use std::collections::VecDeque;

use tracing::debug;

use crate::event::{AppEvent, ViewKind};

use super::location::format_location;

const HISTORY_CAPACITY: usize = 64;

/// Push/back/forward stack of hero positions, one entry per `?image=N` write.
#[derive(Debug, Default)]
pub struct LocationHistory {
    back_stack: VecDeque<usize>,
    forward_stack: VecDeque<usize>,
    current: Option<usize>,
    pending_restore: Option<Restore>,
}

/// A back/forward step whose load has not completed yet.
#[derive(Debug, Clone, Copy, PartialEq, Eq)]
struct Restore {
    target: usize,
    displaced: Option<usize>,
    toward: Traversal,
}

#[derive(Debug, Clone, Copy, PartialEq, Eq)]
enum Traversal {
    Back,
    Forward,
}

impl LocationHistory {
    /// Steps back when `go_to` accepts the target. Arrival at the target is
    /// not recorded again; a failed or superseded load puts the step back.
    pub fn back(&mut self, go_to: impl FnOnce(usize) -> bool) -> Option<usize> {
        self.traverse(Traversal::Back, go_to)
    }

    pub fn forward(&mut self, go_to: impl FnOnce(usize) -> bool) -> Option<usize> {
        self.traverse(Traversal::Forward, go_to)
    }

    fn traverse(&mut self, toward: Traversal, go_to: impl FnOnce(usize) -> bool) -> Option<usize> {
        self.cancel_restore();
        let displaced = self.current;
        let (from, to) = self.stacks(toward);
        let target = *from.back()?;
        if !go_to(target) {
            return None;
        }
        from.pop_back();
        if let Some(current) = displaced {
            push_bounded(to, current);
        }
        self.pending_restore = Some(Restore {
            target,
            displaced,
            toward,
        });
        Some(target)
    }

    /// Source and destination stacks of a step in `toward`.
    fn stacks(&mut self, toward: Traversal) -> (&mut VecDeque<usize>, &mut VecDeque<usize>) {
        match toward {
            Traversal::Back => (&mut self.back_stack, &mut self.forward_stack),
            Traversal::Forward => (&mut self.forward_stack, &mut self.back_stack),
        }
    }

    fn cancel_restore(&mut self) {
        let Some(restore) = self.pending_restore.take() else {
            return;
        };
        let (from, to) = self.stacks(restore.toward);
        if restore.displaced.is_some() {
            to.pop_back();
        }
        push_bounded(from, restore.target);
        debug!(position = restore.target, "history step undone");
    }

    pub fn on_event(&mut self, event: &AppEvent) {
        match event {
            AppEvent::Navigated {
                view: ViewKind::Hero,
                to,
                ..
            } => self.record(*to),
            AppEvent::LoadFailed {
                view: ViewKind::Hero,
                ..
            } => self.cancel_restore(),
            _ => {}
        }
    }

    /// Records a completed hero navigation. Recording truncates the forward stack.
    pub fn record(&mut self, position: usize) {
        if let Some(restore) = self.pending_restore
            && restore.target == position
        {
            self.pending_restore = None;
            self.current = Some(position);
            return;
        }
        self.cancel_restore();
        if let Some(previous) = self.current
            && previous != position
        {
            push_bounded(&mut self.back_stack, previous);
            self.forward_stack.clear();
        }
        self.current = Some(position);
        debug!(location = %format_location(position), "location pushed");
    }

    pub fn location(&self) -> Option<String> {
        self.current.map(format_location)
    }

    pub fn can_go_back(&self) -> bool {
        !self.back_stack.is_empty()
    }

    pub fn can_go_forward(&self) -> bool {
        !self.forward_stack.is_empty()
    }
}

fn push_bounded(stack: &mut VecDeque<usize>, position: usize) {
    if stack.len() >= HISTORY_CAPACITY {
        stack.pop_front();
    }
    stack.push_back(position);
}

...

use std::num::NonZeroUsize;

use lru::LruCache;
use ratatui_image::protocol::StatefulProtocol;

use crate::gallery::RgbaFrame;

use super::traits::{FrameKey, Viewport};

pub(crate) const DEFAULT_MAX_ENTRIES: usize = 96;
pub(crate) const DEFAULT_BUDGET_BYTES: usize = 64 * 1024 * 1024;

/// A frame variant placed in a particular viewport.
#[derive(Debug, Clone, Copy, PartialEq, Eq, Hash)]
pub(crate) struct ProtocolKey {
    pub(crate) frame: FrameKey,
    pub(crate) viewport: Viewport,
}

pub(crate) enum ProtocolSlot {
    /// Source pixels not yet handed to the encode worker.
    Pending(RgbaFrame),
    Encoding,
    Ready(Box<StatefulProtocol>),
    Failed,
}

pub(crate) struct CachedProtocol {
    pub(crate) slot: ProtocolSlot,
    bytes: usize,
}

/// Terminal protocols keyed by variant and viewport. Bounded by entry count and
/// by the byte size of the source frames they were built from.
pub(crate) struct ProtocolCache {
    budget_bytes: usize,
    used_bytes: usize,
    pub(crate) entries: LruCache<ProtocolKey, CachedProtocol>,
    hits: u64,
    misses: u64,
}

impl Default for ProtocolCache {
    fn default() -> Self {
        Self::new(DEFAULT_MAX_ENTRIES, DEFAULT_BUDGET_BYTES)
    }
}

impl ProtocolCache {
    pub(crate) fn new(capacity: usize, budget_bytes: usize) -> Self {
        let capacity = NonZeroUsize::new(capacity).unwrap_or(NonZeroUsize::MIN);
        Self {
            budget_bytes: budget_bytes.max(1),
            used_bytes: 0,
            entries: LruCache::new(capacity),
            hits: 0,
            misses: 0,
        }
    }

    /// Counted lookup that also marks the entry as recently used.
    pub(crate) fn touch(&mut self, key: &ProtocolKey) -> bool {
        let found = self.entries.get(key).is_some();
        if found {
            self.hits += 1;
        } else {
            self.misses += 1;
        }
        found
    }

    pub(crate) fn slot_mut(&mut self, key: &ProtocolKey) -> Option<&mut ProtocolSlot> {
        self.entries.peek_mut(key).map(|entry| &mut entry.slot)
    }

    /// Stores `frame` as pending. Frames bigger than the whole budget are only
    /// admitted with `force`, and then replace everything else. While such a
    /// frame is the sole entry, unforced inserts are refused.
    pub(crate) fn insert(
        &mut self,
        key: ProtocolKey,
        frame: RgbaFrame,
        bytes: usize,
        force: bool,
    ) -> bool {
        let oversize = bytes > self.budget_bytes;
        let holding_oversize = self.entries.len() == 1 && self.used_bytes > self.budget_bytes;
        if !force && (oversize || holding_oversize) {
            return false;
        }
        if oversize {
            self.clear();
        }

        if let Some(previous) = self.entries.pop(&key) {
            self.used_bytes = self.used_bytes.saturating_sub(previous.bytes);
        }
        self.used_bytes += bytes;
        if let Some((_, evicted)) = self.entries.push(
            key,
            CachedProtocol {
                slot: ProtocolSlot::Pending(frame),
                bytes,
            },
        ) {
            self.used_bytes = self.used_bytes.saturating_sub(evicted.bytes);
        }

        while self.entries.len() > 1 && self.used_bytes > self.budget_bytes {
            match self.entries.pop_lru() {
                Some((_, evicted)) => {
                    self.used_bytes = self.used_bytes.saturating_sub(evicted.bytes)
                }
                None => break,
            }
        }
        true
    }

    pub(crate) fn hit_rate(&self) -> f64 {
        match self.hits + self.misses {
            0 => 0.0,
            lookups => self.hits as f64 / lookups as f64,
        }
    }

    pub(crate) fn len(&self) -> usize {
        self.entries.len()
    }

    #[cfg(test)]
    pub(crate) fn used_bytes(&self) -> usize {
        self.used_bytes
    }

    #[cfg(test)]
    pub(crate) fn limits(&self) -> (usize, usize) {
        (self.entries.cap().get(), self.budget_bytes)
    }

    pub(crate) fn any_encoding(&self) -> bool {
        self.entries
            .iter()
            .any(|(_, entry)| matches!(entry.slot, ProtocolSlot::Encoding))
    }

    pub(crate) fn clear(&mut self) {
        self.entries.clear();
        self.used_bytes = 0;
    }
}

==

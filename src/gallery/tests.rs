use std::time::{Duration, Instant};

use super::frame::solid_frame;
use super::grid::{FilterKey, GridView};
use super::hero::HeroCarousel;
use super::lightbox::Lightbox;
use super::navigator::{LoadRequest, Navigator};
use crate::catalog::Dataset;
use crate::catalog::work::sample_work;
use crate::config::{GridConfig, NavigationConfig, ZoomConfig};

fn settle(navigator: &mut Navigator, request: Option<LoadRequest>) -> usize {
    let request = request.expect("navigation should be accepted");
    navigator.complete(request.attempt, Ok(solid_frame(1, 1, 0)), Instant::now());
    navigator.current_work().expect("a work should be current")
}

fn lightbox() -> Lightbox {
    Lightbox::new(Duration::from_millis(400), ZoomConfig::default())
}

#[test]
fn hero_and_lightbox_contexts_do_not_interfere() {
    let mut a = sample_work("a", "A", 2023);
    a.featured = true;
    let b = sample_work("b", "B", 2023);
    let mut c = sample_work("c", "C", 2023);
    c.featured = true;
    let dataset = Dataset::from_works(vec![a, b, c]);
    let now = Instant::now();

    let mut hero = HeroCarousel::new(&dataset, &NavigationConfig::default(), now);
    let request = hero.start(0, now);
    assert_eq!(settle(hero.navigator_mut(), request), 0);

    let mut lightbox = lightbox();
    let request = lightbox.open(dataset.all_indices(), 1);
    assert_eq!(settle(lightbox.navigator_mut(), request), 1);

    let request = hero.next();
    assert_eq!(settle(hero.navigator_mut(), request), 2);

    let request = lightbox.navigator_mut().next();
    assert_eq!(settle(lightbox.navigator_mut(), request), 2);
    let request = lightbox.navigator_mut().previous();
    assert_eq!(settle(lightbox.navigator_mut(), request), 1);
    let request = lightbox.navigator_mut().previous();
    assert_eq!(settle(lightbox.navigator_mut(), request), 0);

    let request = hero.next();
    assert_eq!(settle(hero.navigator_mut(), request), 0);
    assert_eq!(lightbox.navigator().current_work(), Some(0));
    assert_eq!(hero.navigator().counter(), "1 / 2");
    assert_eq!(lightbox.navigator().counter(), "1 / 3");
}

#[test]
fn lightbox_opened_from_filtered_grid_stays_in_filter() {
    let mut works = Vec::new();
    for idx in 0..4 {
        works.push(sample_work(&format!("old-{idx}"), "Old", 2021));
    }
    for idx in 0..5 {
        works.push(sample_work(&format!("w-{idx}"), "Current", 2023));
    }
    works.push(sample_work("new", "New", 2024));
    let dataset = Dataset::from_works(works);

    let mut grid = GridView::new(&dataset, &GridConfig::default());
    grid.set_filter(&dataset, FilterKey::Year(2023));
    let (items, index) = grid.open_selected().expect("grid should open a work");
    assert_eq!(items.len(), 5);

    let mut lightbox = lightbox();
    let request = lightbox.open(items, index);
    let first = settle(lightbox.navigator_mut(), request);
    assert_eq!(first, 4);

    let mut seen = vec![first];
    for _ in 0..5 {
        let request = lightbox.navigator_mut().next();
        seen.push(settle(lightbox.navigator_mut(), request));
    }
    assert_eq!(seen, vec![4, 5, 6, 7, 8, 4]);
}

WHAT YOU ARE ASKED TO DO:
Find the lines above that include the string "const" and copy them.

TASK RESULT:
const HISTORY_CAPACITY: usize = 64;
pub(crate) const DEFAULT_MAX_ENTRIES: usize = 96;
pub(crate) const DEFAULT_BUDGET_BYTES: usize = 64 * 1024 * 1024;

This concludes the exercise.